Exercise details: Lift out all lines below that contain "LegacyEpic".

Start of Extracted information

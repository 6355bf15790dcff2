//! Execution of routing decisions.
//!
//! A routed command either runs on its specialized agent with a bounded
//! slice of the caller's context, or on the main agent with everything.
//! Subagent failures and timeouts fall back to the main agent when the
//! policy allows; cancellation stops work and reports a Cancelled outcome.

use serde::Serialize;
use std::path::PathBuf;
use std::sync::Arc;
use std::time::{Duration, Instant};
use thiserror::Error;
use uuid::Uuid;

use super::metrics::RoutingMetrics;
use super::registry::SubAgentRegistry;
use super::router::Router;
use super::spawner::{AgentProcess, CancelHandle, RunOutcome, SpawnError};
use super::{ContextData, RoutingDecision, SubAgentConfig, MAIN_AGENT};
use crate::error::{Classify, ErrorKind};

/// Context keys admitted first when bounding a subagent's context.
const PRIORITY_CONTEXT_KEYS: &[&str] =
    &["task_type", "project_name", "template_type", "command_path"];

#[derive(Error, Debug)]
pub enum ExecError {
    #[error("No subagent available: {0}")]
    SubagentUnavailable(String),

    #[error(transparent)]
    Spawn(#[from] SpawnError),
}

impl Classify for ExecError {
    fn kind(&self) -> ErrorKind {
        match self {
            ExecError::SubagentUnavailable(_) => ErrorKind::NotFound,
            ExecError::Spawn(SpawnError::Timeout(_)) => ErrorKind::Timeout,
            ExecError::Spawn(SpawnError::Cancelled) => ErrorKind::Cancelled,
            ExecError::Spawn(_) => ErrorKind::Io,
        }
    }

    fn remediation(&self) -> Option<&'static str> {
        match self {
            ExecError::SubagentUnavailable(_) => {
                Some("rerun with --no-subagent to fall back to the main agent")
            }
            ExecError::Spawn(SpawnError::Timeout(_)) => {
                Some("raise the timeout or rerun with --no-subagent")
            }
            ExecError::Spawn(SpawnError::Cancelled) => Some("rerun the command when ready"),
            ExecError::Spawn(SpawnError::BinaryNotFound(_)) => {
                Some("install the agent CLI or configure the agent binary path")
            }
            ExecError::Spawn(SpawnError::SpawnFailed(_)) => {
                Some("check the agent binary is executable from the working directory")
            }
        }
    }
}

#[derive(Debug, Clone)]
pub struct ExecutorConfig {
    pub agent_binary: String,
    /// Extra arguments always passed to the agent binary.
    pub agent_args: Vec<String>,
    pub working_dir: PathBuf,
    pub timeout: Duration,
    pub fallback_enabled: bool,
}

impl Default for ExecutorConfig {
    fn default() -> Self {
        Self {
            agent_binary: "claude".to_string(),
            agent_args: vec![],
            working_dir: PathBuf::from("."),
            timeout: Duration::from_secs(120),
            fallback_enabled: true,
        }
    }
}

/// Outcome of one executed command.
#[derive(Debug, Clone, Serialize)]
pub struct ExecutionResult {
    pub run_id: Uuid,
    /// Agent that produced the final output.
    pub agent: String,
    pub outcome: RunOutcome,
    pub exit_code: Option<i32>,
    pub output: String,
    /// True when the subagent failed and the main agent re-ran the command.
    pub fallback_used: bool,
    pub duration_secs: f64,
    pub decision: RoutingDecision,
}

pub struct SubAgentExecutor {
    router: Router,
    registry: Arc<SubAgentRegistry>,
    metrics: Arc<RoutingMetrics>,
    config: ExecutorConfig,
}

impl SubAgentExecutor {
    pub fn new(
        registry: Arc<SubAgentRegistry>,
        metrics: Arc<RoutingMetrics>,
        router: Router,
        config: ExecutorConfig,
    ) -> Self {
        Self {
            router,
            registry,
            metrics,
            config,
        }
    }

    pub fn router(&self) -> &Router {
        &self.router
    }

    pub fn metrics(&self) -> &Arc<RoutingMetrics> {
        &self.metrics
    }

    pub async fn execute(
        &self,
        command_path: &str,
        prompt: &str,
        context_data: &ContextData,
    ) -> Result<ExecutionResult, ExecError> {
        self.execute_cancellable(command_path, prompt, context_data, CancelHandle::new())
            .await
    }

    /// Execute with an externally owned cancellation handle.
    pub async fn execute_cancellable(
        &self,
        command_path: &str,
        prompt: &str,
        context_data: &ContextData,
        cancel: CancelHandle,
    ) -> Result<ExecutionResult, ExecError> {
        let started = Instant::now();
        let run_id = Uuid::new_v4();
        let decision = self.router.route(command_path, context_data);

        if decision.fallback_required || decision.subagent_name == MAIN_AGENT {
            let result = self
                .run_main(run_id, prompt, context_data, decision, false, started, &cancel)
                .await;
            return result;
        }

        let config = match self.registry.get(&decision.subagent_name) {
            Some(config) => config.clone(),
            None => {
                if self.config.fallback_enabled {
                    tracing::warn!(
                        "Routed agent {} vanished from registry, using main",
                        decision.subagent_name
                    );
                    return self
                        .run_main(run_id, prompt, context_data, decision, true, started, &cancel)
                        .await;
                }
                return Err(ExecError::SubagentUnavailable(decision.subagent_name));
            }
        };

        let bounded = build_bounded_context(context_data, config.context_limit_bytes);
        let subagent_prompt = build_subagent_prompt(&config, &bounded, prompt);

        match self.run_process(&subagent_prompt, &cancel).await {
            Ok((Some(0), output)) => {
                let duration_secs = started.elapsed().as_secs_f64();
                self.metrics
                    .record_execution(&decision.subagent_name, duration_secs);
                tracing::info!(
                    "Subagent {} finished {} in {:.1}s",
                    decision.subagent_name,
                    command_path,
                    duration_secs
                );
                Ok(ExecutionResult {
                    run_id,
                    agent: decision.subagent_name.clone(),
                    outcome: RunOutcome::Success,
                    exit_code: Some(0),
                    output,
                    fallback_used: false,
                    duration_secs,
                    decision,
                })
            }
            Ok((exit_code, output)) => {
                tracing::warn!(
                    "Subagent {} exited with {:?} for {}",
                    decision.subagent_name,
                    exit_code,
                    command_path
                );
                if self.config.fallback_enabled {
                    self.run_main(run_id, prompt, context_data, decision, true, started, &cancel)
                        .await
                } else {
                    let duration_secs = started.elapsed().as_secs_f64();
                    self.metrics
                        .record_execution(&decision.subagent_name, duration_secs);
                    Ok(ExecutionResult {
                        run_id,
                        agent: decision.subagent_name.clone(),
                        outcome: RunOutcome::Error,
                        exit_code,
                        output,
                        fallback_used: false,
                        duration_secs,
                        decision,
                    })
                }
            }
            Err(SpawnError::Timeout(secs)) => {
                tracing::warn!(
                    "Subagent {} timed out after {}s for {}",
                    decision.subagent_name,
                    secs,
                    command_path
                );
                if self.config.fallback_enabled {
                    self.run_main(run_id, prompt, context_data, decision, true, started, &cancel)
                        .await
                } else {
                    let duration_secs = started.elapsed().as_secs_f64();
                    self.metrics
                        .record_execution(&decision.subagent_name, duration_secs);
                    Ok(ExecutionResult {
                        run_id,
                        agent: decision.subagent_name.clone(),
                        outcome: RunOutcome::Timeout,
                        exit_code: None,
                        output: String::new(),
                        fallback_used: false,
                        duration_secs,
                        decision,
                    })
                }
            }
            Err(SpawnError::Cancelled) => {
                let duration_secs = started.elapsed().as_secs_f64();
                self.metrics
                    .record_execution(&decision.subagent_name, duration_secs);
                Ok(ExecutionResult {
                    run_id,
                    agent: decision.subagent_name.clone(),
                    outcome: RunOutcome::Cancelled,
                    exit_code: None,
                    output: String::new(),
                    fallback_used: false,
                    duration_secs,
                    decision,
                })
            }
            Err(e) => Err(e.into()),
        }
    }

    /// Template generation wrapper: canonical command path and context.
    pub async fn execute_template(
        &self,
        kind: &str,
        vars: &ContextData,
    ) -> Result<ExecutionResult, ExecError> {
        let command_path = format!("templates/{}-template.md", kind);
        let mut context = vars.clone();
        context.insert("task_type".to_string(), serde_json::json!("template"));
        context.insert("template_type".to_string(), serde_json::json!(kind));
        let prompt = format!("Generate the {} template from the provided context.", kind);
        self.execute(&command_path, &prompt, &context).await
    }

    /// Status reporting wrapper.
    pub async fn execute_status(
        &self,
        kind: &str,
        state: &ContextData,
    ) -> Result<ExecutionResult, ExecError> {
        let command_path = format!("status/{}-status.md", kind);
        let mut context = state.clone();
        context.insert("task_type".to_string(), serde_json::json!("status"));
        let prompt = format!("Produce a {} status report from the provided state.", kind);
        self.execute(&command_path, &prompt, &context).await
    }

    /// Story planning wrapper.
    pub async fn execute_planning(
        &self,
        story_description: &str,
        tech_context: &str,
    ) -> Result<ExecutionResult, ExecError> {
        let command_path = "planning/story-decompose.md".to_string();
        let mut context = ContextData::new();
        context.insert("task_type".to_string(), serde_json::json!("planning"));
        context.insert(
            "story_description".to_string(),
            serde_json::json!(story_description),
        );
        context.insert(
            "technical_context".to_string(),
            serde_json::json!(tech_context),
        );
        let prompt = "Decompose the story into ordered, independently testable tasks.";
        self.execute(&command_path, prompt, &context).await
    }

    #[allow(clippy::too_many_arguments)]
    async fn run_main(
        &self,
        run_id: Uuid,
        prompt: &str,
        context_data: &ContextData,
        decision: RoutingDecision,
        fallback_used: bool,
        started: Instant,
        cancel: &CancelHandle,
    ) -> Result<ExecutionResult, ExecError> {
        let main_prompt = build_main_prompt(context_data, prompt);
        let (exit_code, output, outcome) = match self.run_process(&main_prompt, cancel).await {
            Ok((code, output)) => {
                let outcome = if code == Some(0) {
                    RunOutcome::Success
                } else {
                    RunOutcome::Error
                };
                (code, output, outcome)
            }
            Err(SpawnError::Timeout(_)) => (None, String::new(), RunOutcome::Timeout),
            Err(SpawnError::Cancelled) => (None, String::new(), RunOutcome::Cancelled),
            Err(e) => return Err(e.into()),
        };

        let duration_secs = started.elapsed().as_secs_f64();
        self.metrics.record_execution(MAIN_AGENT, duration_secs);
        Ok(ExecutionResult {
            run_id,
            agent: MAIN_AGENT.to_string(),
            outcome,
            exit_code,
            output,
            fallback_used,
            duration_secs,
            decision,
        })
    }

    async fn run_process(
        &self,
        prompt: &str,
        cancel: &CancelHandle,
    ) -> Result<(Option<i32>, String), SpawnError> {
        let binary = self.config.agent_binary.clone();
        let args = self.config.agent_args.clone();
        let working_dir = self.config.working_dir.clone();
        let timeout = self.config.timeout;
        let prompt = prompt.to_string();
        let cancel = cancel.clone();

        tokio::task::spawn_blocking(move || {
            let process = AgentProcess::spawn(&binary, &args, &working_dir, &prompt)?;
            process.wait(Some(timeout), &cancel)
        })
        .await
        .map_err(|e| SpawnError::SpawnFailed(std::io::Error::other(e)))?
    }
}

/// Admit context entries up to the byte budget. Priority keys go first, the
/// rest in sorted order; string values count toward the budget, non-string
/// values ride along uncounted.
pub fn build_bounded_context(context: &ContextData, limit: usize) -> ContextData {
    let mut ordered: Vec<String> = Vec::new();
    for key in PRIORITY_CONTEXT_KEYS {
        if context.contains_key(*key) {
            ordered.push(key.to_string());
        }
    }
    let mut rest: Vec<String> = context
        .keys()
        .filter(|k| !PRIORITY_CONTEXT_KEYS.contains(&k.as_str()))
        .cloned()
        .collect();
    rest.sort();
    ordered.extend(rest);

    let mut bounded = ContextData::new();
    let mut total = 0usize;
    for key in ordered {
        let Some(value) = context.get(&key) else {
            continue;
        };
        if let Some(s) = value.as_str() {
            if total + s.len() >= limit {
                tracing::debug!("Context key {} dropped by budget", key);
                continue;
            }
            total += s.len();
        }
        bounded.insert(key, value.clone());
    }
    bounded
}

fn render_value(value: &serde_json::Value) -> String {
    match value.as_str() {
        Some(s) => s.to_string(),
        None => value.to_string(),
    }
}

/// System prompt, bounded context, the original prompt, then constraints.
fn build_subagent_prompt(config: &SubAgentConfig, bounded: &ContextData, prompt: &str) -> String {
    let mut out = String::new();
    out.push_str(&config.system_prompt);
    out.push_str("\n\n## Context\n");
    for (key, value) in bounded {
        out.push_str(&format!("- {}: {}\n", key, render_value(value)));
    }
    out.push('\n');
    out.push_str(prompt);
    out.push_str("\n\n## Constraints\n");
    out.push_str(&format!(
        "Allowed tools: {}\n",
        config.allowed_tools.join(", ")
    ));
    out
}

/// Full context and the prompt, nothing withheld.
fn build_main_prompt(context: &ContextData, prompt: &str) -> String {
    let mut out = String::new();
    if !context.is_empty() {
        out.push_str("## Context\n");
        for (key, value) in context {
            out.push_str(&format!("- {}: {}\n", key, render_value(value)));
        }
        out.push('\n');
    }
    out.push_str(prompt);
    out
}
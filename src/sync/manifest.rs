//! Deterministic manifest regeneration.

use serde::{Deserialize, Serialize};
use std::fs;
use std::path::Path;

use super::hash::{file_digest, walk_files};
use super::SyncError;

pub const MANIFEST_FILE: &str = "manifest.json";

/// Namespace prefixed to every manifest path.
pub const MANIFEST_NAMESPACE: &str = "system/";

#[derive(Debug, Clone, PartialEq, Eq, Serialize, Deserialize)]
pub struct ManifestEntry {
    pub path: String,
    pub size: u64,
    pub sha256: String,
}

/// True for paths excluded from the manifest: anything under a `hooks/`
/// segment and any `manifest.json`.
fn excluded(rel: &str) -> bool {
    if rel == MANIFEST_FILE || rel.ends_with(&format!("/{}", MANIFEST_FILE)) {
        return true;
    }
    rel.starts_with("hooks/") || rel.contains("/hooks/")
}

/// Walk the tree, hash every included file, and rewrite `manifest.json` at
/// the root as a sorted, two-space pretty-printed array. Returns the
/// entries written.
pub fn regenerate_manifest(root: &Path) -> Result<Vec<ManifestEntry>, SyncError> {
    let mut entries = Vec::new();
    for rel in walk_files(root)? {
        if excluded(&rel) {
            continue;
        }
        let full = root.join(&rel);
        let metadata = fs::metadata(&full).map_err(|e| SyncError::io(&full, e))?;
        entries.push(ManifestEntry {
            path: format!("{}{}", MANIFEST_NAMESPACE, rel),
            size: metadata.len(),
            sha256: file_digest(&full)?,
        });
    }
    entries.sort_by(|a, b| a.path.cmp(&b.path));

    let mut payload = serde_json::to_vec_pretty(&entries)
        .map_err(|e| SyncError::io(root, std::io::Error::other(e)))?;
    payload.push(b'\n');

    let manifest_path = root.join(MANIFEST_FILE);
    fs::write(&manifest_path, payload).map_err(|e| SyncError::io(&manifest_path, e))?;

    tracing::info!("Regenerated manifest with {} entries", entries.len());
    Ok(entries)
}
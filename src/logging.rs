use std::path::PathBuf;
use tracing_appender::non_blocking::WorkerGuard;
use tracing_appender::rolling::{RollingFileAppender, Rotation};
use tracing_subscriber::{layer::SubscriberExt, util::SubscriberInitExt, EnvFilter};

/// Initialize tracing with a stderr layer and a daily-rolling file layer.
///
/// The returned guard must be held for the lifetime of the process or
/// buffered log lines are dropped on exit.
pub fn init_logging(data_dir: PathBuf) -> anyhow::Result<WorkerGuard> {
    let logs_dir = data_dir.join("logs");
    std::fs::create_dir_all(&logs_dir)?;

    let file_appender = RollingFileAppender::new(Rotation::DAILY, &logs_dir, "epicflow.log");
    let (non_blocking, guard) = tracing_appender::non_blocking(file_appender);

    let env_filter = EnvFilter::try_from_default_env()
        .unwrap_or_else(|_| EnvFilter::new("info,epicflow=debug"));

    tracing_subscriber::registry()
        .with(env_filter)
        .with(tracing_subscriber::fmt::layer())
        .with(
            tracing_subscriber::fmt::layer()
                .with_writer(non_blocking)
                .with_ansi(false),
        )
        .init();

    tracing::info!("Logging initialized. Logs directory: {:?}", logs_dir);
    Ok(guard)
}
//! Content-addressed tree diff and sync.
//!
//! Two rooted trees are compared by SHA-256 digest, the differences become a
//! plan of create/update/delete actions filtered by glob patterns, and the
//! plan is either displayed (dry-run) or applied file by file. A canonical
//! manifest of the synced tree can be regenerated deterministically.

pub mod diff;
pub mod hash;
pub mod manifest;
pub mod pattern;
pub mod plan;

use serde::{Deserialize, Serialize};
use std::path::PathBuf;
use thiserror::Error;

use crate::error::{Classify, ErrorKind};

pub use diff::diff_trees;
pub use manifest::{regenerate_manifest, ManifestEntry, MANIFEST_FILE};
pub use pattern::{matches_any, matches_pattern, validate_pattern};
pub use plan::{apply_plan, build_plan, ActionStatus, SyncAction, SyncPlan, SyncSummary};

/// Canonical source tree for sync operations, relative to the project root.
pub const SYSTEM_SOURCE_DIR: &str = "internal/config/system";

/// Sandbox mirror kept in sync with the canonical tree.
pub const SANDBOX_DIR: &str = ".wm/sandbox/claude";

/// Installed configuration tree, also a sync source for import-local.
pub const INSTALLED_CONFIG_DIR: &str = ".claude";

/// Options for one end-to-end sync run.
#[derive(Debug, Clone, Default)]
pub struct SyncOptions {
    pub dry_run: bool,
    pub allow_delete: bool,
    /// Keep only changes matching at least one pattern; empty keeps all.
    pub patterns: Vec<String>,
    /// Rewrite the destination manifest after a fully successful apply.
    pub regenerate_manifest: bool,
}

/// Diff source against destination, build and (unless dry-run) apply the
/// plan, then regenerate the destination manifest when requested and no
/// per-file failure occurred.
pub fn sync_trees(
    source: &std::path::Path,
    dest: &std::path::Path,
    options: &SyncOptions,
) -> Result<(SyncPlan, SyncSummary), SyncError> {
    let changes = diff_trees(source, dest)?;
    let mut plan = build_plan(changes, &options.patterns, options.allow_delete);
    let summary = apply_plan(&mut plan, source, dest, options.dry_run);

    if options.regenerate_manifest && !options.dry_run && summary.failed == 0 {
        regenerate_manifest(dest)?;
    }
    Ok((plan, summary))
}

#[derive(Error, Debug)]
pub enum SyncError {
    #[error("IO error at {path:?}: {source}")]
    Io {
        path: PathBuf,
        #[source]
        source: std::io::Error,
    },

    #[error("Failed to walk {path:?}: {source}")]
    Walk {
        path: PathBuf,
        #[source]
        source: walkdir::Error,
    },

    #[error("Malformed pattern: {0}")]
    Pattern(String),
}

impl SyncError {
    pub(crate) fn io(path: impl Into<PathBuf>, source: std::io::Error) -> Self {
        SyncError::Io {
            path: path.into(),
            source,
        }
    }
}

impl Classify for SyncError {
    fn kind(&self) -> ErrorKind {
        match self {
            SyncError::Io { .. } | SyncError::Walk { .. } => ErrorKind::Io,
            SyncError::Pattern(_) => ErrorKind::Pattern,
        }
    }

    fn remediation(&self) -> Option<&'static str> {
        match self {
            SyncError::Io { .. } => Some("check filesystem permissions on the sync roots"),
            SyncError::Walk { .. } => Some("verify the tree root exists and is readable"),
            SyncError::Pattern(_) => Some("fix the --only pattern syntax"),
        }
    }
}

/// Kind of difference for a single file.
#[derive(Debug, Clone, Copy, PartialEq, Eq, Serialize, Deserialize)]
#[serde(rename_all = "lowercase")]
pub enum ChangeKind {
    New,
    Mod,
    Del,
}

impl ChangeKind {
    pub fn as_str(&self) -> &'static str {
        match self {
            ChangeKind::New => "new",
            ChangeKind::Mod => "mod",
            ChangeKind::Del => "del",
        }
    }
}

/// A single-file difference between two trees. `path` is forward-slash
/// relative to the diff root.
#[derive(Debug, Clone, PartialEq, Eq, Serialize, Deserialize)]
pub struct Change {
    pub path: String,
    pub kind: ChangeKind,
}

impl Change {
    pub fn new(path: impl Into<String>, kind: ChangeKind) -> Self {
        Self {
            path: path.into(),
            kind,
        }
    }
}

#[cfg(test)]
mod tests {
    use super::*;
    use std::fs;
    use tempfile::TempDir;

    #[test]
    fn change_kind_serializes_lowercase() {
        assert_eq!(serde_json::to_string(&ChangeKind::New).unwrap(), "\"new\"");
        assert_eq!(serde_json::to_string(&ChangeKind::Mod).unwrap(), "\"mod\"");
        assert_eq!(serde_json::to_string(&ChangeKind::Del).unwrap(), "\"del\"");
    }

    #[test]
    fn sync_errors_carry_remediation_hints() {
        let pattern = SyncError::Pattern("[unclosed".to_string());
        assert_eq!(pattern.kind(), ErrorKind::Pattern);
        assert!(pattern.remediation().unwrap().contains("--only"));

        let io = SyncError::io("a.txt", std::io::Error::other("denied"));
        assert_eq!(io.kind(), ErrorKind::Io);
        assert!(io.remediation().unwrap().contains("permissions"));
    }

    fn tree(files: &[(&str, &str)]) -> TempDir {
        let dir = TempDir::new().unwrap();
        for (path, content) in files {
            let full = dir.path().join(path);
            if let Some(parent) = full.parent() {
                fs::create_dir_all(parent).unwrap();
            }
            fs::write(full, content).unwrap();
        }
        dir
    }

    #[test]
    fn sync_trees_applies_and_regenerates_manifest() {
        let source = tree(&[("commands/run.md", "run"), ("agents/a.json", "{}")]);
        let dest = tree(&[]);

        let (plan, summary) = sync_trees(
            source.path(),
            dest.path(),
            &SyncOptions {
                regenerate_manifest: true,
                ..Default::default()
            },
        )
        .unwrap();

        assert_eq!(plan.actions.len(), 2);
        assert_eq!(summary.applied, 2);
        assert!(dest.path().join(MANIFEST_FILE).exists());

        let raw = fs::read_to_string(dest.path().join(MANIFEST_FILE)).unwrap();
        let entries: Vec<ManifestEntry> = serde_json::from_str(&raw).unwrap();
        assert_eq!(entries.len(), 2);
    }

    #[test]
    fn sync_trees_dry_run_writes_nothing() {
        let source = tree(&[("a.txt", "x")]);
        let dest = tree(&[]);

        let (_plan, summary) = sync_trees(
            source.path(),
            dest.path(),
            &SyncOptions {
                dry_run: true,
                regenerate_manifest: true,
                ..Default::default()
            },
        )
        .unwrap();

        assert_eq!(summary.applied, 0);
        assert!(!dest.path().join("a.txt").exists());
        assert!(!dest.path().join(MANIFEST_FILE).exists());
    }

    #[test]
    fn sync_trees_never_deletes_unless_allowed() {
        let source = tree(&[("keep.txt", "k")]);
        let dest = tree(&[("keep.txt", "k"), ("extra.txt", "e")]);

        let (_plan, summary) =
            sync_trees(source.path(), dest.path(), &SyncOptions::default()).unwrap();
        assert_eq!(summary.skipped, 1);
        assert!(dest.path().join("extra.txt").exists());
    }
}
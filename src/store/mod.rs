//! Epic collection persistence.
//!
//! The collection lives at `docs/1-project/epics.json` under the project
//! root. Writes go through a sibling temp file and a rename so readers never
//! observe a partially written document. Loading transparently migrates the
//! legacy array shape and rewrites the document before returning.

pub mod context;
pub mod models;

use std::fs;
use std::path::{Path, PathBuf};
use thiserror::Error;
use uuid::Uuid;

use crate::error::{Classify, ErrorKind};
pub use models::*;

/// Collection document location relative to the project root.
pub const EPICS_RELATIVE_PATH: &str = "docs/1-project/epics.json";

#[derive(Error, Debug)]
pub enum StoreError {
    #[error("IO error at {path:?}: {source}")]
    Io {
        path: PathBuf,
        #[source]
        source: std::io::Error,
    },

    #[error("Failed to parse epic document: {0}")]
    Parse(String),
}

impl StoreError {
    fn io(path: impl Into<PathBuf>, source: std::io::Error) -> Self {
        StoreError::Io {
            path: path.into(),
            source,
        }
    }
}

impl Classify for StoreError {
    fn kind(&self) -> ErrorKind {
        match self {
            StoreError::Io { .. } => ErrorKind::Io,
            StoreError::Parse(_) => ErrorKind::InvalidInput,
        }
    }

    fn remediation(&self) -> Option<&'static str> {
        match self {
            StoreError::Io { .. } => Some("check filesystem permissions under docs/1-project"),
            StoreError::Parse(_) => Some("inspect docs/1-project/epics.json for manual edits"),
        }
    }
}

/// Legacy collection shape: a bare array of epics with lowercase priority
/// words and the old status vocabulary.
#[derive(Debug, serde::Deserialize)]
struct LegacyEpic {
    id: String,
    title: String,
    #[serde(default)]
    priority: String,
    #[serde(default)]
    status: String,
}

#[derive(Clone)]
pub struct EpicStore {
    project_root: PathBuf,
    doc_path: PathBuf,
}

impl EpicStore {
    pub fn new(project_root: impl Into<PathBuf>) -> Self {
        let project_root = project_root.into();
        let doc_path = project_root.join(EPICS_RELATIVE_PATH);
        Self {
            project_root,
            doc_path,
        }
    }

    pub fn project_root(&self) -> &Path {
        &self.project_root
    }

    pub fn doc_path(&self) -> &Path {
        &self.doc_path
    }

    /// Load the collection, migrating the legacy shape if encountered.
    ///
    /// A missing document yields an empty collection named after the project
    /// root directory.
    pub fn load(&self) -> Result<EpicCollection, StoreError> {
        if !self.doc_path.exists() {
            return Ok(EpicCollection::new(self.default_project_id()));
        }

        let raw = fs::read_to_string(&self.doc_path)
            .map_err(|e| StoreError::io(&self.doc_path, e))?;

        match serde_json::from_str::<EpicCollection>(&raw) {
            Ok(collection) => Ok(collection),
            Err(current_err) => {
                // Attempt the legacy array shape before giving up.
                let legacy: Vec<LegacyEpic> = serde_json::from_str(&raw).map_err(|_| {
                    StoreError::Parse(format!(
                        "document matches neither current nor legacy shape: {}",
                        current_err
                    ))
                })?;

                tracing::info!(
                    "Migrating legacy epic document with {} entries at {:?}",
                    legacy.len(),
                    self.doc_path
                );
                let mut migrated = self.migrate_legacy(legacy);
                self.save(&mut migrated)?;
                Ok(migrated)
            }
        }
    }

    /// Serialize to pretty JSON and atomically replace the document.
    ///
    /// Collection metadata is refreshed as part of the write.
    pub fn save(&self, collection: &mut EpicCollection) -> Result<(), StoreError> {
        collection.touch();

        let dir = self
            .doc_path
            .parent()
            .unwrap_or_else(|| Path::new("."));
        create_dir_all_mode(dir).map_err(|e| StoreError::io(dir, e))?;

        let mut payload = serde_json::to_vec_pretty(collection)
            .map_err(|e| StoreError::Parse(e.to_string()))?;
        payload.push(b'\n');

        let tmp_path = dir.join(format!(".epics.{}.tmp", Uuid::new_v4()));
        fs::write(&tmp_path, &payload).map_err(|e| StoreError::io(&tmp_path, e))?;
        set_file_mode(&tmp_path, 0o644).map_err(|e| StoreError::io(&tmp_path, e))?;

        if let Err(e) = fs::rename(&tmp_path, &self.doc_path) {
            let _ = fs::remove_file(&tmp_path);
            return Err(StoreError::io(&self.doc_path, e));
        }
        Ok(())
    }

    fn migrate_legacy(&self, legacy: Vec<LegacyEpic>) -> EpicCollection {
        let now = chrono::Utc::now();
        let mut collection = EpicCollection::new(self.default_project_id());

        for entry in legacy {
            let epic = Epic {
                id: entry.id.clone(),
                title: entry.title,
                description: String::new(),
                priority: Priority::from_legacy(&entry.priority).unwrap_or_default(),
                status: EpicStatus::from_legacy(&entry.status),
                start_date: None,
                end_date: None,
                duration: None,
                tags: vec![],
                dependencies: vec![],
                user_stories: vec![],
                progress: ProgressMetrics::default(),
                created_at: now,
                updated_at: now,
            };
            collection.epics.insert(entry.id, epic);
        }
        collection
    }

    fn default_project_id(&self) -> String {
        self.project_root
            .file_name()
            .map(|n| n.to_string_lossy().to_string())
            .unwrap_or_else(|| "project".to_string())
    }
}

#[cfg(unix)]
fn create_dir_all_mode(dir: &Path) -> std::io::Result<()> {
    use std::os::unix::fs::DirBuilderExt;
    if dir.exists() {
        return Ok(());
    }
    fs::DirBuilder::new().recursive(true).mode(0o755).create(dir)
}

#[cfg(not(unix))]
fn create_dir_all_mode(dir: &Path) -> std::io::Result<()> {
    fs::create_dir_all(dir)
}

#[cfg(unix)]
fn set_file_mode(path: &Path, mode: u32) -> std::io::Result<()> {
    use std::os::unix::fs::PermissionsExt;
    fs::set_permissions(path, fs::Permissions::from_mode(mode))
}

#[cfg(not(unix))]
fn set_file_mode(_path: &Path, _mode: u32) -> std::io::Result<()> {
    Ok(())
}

End of Extracted information

Response:
struct LegacyEpic {
                let legacy: Vec<LegacyEpic> = serde_json::from_str(&raw).map_err(|_| {
    fn migrate_legacy(&self, legacy: Vec<LegacyEpic>) -> EpicCollection {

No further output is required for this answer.